Tally the lines below that contain the word "Could", then give the tally and nothing more.

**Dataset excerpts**
· · · ·

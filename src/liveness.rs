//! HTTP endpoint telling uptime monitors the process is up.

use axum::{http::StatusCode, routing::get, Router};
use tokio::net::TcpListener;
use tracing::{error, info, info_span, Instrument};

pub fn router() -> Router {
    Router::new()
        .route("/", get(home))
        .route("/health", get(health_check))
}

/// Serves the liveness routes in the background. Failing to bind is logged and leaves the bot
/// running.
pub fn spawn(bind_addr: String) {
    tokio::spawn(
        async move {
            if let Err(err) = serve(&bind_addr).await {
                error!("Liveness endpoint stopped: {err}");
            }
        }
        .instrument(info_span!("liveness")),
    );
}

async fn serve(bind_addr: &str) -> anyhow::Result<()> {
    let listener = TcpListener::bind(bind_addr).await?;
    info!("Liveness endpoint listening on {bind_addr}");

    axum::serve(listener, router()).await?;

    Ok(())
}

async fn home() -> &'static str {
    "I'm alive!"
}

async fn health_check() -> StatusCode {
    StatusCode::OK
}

· · · ·

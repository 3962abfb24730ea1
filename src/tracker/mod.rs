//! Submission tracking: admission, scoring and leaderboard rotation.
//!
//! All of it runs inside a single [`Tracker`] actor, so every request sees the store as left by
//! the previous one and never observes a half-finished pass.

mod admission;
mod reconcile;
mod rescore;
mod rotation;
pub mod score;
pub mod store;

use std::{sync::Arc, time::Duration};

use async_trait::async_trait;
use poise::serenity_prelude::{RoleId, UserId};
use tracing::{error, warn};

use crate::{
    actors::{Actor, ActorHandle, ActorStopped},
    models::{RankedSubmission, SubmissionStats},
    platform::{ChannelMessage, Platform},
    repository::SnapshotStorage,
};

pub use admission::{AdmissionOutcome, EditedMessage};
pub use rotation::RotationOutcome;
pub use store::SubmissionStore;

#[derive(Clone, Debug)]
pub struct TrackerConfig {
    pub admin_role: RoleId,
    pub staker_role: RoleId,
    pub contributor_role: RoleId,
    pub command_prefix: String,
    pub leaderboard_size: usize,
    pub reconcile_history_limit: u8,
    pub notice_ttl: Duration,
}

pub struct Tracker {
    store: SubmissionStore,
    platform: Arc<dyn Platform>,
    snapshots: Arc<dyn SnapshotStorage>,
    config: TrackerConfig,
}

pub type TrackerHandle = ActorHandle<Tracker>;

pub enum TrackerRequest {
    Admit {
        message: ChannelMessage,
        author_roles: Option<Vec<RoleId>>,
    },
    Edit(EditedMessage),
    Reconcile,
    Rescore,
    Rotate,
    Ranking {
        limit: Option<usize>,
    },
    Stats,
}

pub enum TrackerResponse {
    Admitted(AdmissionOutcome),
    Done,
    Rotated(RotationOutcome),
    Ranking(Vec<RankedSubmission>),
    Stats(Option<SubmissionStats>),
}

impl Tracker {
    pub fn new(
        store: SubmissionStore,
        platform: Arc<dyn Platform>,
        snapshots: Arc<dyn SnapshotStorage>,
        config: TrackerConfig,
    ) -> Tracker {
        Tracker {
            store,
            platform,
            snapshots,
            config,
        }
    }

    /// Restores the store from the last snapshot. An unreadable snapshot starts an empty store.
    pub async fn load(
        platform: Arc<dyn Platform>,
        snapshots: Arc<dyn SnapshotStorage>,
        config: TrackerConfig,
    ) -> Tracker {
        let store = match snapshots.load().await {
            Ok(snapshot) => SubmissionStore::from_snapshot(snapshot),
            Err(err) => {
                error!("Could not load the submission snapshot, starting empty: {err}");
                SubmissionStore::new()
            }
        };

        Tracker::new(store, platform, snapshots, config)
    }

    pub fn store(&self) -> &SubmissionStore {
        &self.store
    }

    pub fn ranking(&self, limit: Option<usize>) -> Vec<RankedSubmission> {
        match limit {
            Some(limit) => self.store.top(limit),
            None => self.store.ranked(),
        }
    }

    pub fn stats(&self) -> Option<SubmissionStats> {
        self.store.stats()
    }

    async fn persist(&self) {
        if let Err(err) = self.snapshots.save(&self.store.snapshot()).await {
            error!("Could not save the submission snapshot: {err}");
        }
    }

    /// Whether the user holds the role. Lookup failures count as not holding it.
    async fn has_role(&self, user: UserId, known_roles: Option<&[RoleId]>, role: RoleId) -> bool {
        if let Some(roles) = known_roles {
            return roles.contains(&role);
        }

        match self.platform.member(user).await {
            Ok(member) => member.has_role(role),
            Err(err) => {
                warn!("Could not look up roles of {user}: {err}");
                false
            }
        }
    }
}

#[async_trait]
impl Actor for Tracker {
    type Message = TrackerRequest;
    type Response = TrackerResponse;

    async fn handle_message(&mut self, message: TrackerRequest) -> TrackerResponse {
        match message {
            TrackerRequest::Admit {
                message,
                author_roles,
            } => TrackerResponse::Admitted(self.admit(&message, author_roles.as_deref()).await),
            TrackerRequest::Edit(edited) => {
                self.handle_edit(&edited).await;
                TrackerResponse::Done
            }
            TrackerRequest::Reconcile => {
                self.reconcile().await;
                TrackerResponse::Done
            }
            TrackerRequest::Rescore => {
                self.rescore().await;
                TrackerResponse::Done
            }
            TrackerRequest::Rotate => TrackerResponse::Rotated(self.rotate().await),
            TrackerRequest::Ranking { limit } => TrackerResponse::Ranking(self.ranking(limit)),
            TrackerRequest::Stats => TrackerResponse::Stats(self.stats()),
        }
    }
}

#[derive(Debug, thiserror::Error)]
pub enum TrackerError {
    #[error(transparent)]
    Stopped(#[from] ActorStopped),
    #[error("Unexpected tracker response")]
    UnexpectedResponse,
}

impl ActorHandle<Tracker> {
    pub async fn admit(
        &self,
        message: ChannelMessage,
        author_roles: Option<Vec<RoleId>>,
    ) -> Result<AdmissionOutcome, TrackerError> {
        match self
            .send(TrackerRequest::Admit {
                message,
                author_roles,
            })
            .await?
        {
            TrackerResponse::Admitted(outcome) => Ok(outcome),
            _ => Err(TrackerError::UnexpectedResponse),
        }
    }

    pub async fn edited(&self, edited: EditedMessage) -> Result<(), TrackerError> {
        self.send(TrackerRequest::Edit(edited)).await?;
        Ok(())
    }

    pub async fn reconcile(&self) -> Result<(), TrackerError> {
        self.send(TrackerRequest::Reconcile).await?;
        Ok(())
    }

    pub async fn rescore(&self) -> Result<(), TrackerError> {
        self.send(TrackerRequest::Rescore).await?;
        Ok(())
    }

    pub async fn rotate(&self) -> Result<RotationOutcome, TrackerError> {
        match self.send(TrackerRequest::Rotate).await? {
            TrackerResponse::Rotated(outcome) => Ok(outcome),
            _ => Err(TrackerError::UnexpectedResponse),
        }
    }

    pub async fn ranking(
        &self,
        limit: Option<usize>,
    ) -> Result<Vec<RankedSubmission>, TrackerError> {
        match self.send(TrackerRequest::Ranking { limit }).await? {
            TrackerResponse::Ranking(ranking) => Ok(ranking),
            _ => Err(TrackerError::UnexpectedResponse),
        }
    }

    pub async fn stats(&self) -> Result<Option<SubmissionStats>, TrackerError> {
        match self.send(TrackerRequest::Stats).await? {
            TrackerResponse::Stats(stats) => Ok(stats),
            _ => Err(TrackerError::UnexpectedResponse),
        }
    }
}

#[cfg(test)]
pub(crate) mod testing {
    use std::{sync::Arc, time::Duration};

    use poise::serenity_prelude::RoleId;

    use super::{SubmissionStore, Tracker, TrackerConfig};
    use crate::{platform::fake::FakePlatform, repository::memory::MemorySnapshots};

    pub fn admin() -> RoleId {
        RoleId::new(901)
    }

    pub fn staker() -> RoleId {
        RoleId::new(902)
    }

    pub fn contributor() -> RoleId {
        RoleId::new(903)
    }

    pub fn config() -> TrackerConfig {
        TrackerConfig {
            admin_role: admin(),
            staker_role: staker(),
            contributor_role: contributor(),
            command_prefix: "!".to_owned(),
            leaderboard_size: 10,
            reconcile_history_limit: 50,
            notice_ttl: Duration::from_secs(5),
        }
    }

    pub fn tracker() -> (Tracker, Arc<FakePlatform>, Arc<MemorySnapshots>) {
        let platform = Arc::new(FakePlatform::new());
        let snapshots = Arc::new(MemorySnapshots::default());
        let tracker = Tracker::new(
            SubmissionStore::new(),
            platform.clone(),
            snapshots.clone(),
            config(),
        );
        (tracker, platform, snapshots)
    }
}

· · · ·

**Result of the exercise**
3